Pigai menyebutkan, warga binaan yang akan diberikan amnesti oleh Presiden Prabowo Subianto adalah ditahan terkait politik, persoalan Undang-Undang Nomor 11 Tahun 2008 tentang Informasi dan Transaksi Elektronik (UU ITE), pengidap penyakit berkepanjangan dan mengalami gangguan jiwa, mengidap HIV/AIDS yang perlu perawatan khusus, dan pengguna narkotika yang seharusnya dilakukan rehabilitasi.
Menurut Pigai, napi penghinaan kepala negara karena UU ITE sangat berkaitan dengan kebebasan berekpresi dan berpendapat. Hal tersebut berlaku untuk napi kasus Papua, orang yang sudah tua, dan anak-anak.
“Ini semua (napi yang diberi amnesti) sangat berkaitan dengan sisi-sisi kemanusiaan dan rekonsiliasi. Masalah dengan UU ITE itu HAM, napi yang sakit berkepanjangan itu juga HAM dan yang lain-lain. Artinya Bapak Presiden memberi perhatian pada aspek-aspek HAM dalam pengambilan keputusannya,” tandas Pigai.
Lebih lanjut, Pigai memastikan, Kementerian HAM akan memberikan perhatian khusus pada ribuan napi yang diberi amnesti oleh Presiden Prabowo Subianto melalui program kesadaran HAM.
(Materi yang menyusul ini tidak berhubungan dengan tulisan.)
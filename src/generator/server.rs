use tracing::{debug, info};

use super::config::GeneratorConfig;
use super::error::GenerateError;
use super::group::{group_resources, ResourceGroup};
use super::naming::python_string_literal;
use super::schema::{sample_payload, search_field, FieldDescriptor};
use super::templates::{GroupTemplateData, SchemaField, ServerTemplateData, TemplateRegistry};
use super::GeneratedFiles;
use crate::spec::Specification;

/// Flask application generator
///
/// Borrows the shared [`TemplateRegistry`]; one instance can generate any
/// number of specifications.
pub struct ServerGenerator<'r> {
    registry: &'r TemplateRegistry,
    config: GeneratorConfig,
}

impl<'r> ServerGenerator<'r> {
    pub fn new(registry: &'r TemplateRegistry, config: GeneratorConfig) -> Self {
        Self { registry, config }
    }

    /// Generate the full Flask artifact set for `spec`
    ///
    /// Paths are relative to the project root and use `/` separators.
    ///
    /// # Errors
    ///
    /// [`GenerateError::InvalidConfig`] before anything is rendered, or
    /// [`GenerateError::Template`] for the first artifact that fails.
    pub fn generate(&self, spec: &Specification) -> Result<GeneratedFiles, GenerateError> {
        self.config.validate()?;
        let groups = group_resources(spec, &self.config.api_version);
        let data = ServerTemplateData {
            app_name: &self.config.app_name,
            app_title: self.config.app_title(),
            api_version: &self.config.api_version,
            include_auth: self.config.include_auth,
            include_cors: self.config.include_cors,
            generate_tests: self.config.generate_tests,
            title: &spec.title,
            description: &spec.description,
            version: &spec.version,
            groups: &groups,
        };

        let r = self.registry;
        let mut files = GeneratedFiles::new();
        files.insert("app/__init__.py".into(), r.render_app_init(&data)?);
        files.insert("app/config.py".into(), r.render_app_config(&data)?);
        files.insert("app/extensions/__init__.py".into(), r.render_extensions_init(&data)?);
        files.insert("app/extensions/db.py".into(), r.render_extensions_db(&data)?);
        files.insert("app/errors/__init__.py".into(), r.render_errors_init(&data)?);
        files.insert("app/errors/handlers.py".into(), r.render_error_handlers(&data)?);
        files.insert("app/utils/__init__.py".into(), r.render_utils_init(&data)?);
        files.insert("app/resources/__init__.py".into(), r.render_resources_init(&data)?);
        files.insert("app/api/__init__.py".into(), r.render_api_init(&data)?);

        for group in &groups {
            let group_data = group_template_data(&data, group);
            let dir = format!("app/resources/{}", group.name.snake);
            files.insert(format!("{dir}/__init__.py"), r.render_group_init(&group_data)?);
            files.insert(format!("{dir}/model.py"), r.render_model(&group_data)?);
            files.insert(format!("{dir}/schema.py"), r.render_schema(&group_data)?);
            files.insert(format!("{dir}/service.py"), r.render_service(&group_data)?);
            files.insert(format!("{dir}/routes.py"), r.render_routes(&group_data)?);
            if self.config.generate_tests {
                files.insert(
                    format!("tests/test_{}.py", group.name.snake),
                    r.render_group_test(&group_data)?,
                );
            }
            debug!(
                group = %group.name.snake,
                endpoints = group.endpoints.len(),
                "rendered group artifacts"
            );
        }

        files.insert("run.py".into(), r.render_run(&data)?);
        files.insert("wsgi.py".into(), r.render_wsgi(&data)?);
        files.insert("requirements.txt".into(), r.render_requirements(&data, false)?);
        files.insert("requirements-dev.txt".into(), r.render_requirements(&data, true)?);
        files.insert(".env.example".into(), r.render_env_example()?);
        files.insert(".gitignore".into(), r.render_gitignore()?);
        files.insert("README.md".into(), r.render_readme(&data)?);

        if self.config.generate_tests {
            files.insert("tests/__init__.py".into(), r.render_tests_init(&data)?);
            files.insert("tests/conftest.py".into(), r.render_conftest(&data)?);
            files.insert("pytest.ini".into(), r.render_pytest_ini(&data)?);
        }

        info!(
            title = %spec.title,
            groups = groups.len(),
            files = files.len(),
            "generated server artifacts"
        );
        Ok(files)
    }
}

fn group_template_data<'a>(
    server: &'a ServerTemplateData<'a>,
    group: &'a ResourceGroup,
) -> GroupTemplateData<'a> {
    GroupTemplateData {
        server,
        group,
        name: &group.name,
        surrogate_id: !group.fields.iter().any(|f| f.attr == "id"),
        uses_datetime: group
            .fields
            .iter()
            .any(|f| f.default.as_deref().is_some_and(|d| d.starts_with("datetime."))),
        schema_fields: group.fields.iter().map(schema_field).collect(),
        search_field: search_field(&group.fields),
        sample_payload: sample_payload(&group.fields),
        any_secured: group.operations().any(|(_, op)| op.secured),
    }
}

/// marshmallow declaration for one descriptor
///
/// Integer primary keys and defaulted columns are server-assigned and only
/// dumped.
pub(crate) fn schema_field(field: &FieldDescriptor) -> SchemaField {
    let dump_only =
        (field.primary_key && field.column_type == "db.Integer") || field.default.is_some();
    let mut args = Vec::new();
    if dump_only {
        args.push("dump_only=True".to_string());
    } else if field.required {
        args.push("required=True".to_string());
    } else {
        args.push("allow_none=True".to_string());
    }
    if field.is_renamed() {
        args.push(format!("data_key={}", python_string_literal(&field.key)));
    }
    SchemaField {
        attr: field.attr.clone(),
        field: field.marshmallow_field.clone(),
        args: args.join(", "),
    }
}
Presiden Prabowo Subianto bakal memberikan amnesti kepada napi tertentu dengan pertimbangan kemanusiaan, mengurangi kelebihan kapasitas lapas, dan mendorong rekonsiliasi di beberapa wilayah. Hal tersebut telah dibahas dalam rapat terbatas bersama sejumlah menteri Kabinet Merah Putih di Istana Merdeka, pada Jumat (13/12/2024).
Kementerian Imigrasi dan Pemasyarakatan (Imipas) mencatat ada 44.000 narapidana yang berpotensi diusulkan untuk mendapat amnesti. Namun, terkait jumlah pastinya, masih dalam proses klasifikasi dan asesmen. Selanjutnya pemerintah akan meminta pertimbangan kepada DPR.